As a business user, not a library one, this is my use case, and the one for which I thought opaque type will help:
- all my business objects are identified by UUID (ie a string)
- I have (tens? hundreds?) millions of these ids in hundreds of different business objects.
- they are used in a lots of
- they all have a trivial “debug/display string” (the underlying string - note that I would LOVE to be able to compile-time forbid
toString on them) and a trivial constructor (from the string).
My primary goal is to have a compiler that helps and so I never ever want to have to wonder if I mixed a “GroupId” with a “RuleId”, be able to safely refactor, etc. For exemple I want to be able to test for equality on them and know when I don’t compare same kind of IDs (it’s always an error, likely due because I’m refactoring and I changed a method parameter or whatever).
That help MUST be as easy to use and natural in scala code as possible, BUT explicit. I never ever want a string to be magically used as a RuleId for ex. Like I never ever want to print a RuleId directly, always its debug string.

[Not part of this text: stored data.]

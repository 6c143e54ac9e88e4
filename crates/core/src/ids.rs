//! ID and timestamp utilities shared across the workspace.

use std::sync::atomic::{AtomicU64, Ordering};
use std::time::{SystemTime, UNIX_EPOCH};
use uuid::Uuid;

static NEXT_ID: AtomicU64 = AtomicU64::new(1);

/// Generate a new monotonic identifier (starts at 1, process-local).
pub fn next_monotonic_id() -> u64 {
    NEXT_ID.fetch_add(1, Ordering::Relaxed)
}

/// Milliseconds since UNIX epoch.
pub fn now_ms() -> u64 {
    SystemTime::now().duration_since(UNIX_EPOCH).unwrap_or_default().as_millis() as u64
}

/// Opaque run/trace identifier (UUID v4 string).
pub fn new_trace_id() -> String {
    Uuid::new_v4().to_string()
}

#[cfg(test)]
mod tests {
    use super::*;

    #[test]
    fn monotonic_increments() {
        let a = next_monotonic_id();
        let b = next_monotonic_id();
        assert!(b > a);
    }

    #[test]
    fn trace_id_format() {
        let t = new_trace_id();
        assert_eq!(t.len(), 36);
        assert!(t.chars().all(|c| c.is_ascii_hexdigit() || c == '-'));
    }
}
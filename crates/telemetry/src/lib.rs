//! Structured logging and optional OpenTelemetry wiring for the loom
//! runtime.

#![deny(unsafe_code)]
#![warn(missing_docs)]

use std::sync::atomic::{AtomicU64, Ordering};
use std::sync::Arc;
use thiserror::Error;
use tracing_subscriber::{fmt, layer::SubscriberExt, EnvFilter, Registry};

#[cfg(feature = "otel")]
pub mod policy_observer;

/// Errors raised while initializing telemetry.
#[derive(Debug, Error)]
pub enum TelemetryError {
    /// OpenTelemetry pipeline setup failed.
    #[error("otel setup failed: {0}")]
    Otel(String),
}

/// Initialize structured JSON logging with an env filter. Set `RUST_LOG`,
/// e.g. `"info,orchestrator=debug"`.
pub fn init_json_logging() {
    let fmt_layer = fmt::layer().json().with_current_span(true).with_span_list(true);
    let filter = EnvFilter::try_from_default_env().unwrap_or_else(|_| EnvFilter::new("info"));
    let subscriber = Registry::default().with(filter).with(fmt_layer);
    tracing::subscriber::set_global_default(subscriber).ok();
}

/// Initialize an OpenTelemetry tracer (behind the `otel` feature). Does not
/// hook the tracer into the `tracing` subscriber; callers that want both
/// call this alongside [`init_json_logging`].
#[cfg(feature = "otel")]
pub fn init_otel(service_name: &str) -> Result<(), TelemetryError> {
    use opentelemetry::KeyValue;
    use opentelemetry_sdk::trace as sdktrace;
    use opentelemetry_sdk::{runtime, Resource};

    let resource = Resource::new(vec![KeyValue::new("service.name", service_name.to_owned())]);
    let _tracer_provider = opentelemetry_otlp::new_pipeline()
        .tracing()
        .with_exporter(opentelemetry_otlp::new_exporter().http())
        .with_trace_config(sdktrace::config().with_resource(resource))
        .install_batch(runtime::Tokio)
        .map_err(|e| TelemetryError::Otel(e.to_string()))?;
    Ok(())
}

#[cfg(feature = "otel")]
pub mod metrics {
    //! OTel metrics (OTLP) for run-level budget usage.
    use super::TelemetryError;
    use once_cell::sync::OnceCell;
    use opentelemetry::global;
    use opentelemetry::metrics::{Counter, Meter};

    static METRICS_INIT: OnceCell<()> = OnceCell::new();

    fn detect_service_name() -> String {
        std::env::var("OTEL_SERVICE_NAME")
            .or_else(|_| std::env::var("LOOM_SERVICE_NAME"))
            .unwrap_or_else(|_| "orchestrator".to_string())
    }

    fn init_metrics_from_env() -> Result<(), TelemetryError> {
        let _svc = detect_service_name();
        let provider = opentelemetry_otlp::new_pipeline()
            .metrics(opentelemetry_sdk::runtime::Tokio)
            .with_exporter(opentelemetry_otlp::new_exporter().http())
            .build()
            .map_err(|e| TelemetryError::Otel(e.to_string()))?;
        global::set_meter_provider(provider);
        Ok(())
    }

    /// Initialize (idempotent) the global metrics provider from env.
    fn ensure_metrics_provider() {
        let _ = METRICS_INIT.get_or_init(|| {
            let _ = init_metrics_from_env();
        });
    }

    /// OTel counters for the three budget dimensions the runtime enforces.
    #[derive(Clone)]
    pub struct BudgetInstruments {
        turns: Counter<u64>,
        retries: Counter<u64>,
        replans: Counter<u64>,
    }

    impl BudgetInstruments {
        /// Record one turn having been used.
        pub fn record_turn(&self) {
            self.turns.add(1, &[]);
        }
        /// Record one retry attempt having been used.
        pub fn record_retry(&self) {
            self.retries.add(1, &[]);
        }
        /// Record one replan having been applied.
        pub fn record_replan(&self) {
            self.replans.add(1, &[]);
        }
    }

    /// Initialize the run-level budget instruments.
    pub fn init_budget_instruments() -> BudgetInstruments {
        ensure_metrics_provider();
        let meter: Meter = global::meter("loom.budget");
        BudgetInstruments {
            turns: meter.u64_counter("loom.turns.used").with_description("Turns consumed").init(),
            retries: meter
                .u64_counter("loom.retries.used")
                .with_description("Per-task retries consumed")
                .init(),
            replans: meter
                .u64_counter("loom.replans.used")
                .with_description("Replans applied")
                .init(),
        }
    }
}

/// In-process budget counters, mirrored locally when the `otel` feature is
/// off or an exporter is unreachable; always available so the runtime can
/// report usage without depending on the feature flag.
#[derive(Clone, Default)]
pub struct BudgetMetrics {
    turns_used: Arc<AtomicU64>,
    retries_used: Arc<AtomicU64>,
    replans_used: Arc<AtomicU64>,
}

impl BudgetMetrics {
    /// Construct empty counters.
    #[must_use]
    pub fn new() -> Self {
        Self::default()
    }

    /// Record one turn having been used.
    pub fn record_turn(&self) {
        self.turns_used.fetch_add(1, Ordering::Relaxed);
    }

    /// Record one retry attempt having been used.
    pub fn record_retry(&self) {
        self.retries_used.fetch_add(1, Ordering::Relaxed);
    }

    /// Record one replan having been applied.
    pub fn record_replan(&self) {
        self.replans_used.fetch_add(1, Ordering::Relaxed);
    }

    /// Current `(turns, retries, replans)` counts.
    #[must_use]
    pub fn snapshot(&self) -> (u64, u64, u64) {
        (
            self.turns_used.load(Ordering::Relaxed),
            self.retries_used.load(Ordering::Relaxed),
            self.replans_used.load(Ordering::Relaxed),
        )
    }
}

Just to be very very clear: defining such objects must be as easy and boilerplate free as possible, else they are not used as much as they should. This is integral part of the first goal. Typically, I often define algorithm-local identifier to differentiate between different step of the computation. [EDIT: instanciating these objects must be trivial, ie case class-like and no more, but defining them for the simple case must be simple too]
So for that, until now, I used
case class for that. And in some cases value class but the constraint rarely worth it (top level definition, etc)
final case class RuleId(value: String)
A second goal is to minimize as much as possible the runtime cost of my model that is only here to help developpers at compile time. The fact that a ruleid is more than a string is useless at runtime. Actually, I would like to be able to explore alternative runtime representation without changing compile-time API (which of course includes whatever serialization/debug representation needed). For ex: I would love to know if switching from a string encapsulated in class is much more costly than, say, array of two longs in real load. But today the cost of that test is big.
Finally, some IDs are composed with 2 or more UUIDs and I have a lot of others similare objects like that, composed from some simple types, like stats objects (tens of long, each long having its own semantic). And I want to have a consistant recipe for dealing with all these cases in a consistant way, so that new dev on the project (or old dev coming to a similar problem a couple of month after) can just copy/past existing example without having to worry of too much ceremony, scalac implementation details, or other surprising things.
For these three points, I would LOVE to have a consistent, boiler-plate light way to deal with that case (without having to wait for Valhalla)
I will explore if opaque type are a good feet for that.